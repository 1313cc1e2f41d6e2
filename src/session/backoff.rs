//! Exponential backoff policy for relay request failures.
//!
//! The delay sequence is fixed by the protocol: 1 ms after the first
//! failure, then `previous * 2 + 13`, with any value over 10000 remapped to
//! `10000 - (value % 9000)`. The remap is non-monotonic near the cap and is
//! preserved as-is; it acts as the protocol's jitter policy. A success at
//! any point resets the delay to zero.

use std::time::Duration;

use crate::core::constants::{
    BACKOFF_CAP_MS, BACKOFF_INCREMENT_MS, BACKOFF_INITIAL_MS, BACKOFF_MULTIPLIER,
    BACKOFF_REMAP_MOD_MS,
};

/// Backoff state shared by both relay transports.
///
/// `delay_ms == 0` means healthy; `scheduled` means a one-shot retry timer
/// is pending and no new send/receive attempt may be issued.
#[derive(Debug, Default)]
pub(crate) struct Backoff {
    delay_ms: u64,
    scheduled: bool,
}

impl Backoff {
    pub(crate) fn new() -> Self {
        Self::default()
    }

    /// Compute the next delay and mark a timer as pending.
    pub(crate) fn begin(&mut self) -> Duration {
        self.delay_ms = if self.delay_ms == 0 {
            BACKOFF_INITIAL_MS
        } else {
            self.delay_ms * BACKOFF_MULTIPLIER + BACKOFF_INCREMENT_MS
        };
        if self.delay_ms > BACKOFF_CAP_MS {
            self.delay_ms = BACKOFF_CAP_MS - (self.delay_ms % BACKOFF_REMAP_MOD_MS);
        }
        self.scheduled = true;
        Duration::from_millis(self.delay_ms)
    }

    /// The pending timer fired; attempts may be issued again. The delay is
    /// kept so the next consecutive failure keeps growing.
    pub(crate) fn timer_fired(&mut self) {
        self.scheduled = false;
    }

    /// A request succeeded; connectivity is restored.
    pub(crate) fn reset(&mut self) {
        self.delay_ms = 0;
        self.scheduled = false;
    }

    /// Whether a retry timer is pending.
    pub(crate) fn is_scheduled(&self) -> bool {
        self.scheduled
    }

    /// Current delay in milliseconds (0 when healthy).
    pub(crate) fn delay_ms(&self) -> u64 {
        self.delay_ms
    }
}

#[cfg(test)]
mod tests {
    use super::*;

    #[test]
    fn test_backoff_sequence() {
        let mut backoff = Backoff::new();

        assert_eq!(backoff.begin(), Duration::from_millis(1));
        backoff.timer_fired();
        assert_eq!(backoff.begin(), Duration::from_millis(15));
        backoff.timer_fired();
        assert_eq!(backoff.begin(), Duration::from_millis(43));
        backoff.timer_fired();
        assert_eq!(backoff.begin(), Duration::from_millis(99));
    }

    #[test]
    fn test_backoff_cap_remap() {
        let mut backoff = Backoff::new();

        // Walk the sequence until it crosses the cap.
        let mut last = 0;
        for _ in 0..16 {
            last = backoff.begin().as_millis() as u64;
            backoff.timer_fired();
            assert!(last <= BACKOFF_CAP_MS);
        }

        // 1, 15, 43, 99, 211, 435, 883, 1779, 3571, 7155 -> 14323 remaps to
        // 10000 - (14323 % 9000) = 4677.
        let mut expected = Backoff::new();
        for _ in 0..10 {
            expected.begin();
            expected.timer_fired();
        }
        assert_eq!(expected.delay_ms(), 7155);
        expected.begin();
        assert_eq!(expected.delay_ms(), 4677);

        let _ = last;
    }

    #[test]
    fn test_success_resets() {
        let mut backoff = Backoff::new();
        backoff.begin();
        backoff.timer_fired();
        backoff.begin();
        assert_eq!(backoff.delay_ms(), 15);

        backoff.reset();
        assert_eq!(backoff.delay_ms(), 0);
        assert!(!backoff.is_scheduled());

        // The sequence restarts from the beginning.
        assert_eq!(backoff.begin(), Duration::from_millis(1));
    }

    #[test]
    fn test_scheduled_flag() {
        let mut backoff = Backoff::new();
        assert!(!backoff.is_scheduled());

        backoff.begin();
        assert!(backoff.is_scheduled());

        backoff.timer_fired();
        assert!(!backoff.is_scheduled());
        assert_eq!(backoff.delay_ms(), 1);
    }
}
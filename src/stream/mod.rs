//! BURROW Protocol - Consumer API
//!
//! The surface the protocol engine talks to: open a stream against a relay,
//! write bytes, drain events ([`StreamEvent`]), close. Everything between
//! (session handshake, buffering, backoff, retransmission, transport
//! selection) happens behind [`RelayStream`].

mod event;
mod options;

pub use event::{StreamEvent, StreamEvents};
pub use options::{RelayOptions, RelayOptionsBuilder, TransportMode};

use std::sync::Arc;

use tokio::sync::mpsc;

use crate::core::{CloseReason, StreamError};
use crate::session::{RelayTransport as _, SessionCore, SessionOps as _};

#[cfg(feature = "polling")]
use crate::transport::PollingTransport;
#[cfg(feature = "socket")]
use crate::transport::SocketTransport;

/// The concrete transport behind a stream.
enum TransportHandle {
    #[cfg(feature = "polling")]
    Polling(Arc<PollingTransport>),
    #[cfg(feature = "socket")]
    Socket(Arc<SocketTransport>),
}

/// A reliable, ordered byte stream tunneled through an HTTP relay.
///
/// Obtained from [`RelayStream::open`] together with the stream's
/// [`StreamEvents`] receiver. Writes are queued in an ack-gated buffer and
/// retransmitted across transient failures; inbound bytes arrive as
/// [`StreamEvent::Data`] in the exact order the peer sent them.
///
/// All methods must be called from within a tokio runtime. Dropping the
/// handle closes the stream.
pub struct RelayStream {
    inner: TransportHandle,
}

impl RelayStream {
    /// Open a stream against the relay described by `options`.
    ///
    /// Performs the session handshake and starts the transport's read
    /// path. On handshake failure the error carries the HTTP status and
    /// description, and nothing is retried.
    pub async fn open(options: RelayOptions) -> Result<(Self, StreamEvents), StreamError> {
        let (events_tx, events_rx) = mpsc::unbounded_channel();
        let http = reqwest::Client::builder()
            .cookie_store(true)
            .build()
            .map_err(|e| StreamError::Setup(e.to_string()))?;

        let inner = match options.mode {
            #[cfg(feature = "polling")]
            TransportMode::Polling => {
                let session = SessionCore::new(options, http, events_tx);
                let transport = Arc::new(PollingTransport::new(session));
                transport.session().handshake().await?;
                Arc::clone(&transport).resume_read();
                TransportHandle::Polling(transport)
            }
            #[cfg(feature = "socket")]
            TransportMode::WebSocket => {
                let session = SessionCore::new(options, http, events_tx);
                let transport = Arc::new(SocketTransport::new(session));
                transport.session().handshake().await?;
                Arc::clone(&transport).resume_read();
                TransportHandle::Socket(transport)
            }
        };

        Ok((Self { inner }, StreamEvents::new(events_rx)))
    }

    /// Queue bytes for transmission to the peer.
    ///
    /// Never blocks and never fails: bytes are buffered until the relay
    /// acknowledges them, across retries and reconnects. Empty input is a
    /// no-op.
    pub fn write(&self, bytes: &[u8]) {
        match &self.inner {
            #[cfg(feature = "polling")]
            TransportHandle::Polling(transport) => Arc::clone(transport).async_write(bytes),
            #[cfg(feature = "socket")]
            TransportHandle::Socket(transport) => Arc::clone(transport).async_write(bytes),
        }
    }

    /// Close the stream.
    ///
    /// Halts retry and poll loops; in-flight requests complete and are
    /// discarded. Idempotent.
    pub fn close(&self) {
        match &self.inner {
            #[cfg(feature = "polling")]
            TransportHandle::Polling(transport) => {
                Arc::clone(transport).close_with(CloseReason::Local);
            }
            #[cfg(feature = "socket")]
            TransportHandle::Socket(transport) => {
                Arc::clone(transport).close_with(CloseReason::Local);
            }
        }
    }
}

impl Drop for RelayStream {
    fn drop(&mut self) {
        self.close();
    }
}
= = = = =
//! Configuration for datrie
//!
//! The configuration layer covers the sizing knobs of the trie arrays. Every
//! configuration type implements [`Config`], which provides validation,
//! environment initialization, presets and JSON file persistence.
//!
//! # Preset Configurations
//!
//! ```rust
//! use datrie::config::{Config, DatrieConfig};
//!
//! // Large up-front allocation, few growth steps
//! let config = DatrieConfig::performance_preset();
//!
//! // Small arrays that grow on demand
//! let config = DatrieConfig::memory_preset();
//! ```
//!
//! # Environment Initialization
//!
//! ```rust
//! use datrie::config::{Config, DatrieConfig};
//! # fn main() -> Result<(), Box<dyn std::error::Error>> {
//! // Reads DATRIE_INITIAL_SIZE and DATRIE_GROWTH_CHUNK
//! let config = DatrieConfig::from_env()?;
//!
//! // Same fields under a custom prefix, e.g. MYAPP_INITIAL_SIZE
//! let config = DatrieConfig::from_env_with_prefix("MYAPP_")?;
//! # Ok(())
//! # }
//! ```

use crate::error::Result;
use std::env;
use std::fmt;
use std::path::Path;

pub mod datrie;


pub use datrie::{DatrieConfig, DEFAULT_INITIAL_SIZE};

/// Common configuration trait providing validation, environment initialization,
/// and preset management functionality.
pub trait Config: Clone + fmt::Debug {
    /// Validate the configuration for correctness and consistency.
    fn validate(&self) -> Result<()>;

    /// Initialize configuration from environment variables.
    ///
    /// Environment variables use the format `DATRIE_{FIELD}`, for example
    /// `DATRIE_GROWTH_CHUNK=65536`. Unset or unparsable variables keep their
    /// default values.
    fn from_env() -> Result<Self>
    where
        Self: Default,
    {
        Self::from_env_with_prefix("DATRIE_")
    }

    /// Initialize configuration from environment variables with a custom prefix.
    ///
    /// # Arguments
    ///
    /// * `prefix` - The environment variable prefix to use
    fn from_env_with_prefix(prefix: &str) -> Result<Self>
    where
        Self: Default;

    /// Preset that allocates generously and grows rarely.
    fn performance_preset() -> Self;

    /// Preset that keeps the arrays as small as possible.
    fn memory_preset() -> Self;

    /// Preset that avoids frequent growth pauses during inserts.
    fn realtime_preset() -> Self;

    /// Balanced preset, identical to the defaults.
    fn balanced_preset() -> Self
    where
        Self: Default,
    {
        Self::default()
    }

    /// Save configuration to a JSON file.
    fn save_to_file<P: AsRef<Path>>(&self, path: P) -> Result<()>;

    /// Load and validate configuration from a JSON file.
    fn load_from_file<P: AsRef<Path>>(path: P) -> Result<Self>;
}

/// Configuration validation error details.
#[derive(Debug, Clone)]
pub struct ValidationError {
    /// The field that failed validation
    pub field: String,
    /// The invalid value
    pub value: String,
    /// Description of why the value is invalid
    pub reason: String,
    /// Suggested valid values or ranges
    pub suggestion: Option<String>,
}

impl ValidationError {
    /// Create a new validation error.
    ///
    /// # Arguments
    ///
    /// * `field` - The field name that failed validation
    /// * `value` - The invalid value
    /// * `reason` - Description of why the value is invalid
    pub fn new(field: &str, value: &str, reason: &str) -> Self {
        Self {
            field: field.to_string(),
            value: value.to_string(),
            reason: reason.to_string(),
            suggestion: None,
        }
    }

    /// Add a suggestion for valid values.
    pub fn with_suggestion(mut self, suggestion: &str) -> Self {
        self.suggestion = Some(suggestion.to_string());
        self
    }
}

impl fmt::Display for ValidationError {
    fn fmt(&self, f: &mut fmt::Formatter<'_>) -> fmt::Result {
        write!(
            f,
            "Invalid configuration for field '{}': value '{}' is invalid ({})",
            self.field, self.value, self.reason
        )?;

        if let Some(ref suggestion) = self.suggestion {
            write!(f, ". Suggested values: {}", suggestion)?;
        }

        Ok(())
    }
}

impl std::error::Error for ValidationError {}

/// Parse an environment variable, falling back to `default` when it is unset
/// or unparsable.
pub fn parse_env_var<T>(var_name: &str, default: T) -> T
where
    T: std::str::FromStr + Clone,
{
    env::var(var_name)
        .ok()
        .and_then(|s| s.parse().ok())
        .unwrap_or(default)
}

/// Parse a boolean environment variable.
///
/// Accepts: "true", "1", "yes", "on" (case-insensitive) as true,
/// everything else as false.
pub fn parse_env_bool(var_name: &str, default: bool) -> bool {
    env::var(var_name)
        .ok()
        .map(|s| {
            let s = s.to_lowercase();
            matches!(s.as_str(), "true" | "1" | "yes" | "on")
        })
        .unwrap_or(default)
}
= = = = =
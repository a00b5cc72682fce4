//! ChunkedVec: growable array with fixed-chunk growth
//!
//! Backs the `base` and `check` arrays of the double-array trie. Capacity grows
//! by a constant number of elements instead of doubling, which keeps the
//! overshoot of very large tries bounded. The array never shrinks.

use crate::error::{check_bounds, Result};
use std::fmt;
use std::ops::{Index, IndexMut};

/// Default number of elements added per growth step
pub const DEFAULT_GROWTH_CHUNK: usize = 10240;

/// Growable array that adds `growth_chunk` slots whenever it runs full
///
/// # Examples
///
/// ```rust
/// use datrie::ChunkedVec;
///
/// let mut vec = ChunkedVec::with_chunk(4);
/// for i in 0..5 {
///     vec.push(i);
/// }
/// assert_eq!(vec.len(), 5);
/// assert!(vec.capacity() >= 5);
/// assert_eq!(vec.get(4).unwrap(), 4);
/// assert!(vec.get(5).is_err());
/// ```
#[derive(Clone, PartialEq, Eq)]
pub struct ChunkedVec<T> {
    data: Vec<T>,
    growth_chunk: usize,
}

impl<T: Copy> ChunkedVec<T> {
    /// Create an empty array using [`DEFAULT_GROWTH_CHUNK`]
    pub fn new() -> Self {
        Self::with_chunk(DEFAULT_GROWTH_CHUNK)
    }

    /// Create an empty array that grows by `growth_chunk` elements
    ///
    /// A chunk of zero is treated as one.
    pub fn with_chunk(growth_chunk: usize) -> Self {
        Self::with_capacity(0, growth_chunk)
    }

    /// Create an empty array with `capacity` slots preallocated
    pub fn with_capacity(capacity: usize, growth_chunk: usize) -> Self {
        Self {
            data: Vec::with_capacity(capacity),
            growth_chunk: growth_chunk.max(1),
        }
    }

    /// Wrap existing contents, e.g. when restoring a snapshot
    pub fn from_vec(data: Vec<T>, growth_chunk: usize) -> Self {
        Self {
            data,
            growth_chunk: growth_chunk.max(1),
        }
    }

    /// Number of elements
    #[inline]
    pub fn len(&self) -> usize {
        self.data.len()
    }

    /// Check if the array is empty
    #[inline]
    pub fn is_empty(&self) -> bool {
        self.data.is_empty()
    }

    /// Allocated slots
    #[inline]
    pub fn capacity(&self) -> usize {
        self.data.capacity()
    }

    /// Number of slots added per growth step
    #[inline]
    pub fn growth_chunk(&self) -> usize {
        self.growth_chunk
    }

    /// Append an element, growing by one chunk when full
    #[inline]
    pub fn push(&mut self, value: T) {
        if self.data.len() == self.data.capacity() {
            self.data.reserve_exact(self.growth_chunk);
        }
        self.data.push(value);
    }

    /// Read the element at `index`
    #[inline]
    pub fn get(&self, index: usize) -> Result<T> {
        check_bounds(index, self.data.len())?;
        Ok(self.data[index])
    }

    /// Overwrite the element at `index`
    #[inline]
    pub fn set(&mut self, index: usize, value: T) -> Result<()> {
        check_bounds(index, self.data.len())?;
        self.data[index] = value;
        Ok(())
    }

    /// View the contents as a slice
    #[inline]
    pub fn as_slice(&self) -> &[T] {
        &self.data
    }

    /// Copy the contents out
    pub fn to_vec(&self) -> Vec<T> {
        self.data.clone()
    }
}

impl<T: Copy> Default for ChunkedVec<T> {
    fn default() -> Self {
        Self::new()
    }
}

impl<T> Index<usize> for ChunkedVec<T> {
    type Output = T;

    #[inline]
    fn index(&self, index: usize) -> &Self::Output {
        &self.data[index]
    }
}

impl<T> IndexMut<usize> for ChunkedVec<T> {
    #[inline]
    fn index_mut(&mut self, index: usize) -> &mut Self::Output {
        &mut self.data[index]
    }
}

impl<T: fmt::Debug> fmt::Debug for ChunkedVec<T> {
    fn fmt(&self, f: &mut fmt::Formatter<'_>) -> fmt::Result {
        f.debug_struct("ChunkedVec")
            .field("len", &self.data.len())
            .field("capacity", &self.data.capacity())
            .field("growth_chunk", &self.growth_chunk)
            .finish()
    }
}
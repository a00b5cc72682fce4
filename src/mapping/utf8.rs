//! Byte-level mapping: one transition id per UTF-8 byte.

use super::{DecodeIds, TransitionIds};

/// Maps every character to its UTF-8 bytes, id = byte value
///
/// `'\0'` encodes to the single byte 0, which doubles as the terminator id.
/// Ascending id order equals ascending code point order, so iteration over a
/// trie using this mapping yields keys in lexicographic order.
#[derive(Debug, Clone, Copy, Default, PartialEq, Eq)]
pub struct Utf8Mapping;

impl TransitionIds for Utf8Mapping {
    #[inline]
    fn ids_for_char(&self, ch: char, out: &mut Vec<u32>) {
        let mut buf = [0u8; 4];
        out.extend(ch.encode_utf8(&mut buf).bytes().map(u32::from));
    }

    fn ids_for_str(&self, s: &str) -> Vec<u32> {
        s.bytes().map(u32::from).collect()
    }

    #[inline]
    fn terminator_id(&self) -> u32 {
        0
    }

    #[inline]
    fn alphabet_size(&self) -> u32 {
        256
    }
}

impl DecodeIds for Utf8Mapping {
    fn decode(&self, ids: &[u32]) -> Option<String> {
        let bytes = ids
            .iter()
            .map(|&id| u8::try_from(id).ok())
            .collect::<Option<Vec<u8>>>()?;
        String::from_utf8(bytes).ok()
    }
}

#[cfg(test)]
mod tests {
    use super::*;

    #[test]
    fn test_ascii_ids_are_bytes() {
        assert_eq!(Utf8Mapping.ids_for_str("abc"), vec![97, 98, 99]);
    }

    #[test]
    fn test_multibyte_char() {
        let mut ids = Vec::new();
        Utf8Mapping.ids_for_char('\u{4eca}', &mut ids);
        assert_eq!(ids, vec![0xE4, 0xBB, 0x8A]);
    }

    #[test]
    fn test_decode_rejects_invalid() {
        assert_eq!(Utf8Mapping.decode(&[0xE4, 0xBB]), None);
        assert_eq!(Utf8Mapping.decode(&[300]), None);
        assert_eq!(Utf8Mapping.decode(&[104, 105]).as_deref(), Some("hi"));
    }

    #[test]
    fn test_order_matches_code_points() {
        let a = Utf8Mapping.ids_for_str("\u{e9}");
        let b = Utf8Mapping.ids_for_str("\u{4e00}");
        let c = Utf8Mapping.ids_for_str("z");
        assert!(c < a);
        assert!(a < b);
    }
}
= = = = =
Required work
Check each line of the listing above for the string "keeps" and return those that contain it.

Result for this task
    /// kept so the next consecutive failure keeps growing.
    /// Preset that keeps the arrays as small as possible.
//! by a constant number of elements instead of doubling, which keeps the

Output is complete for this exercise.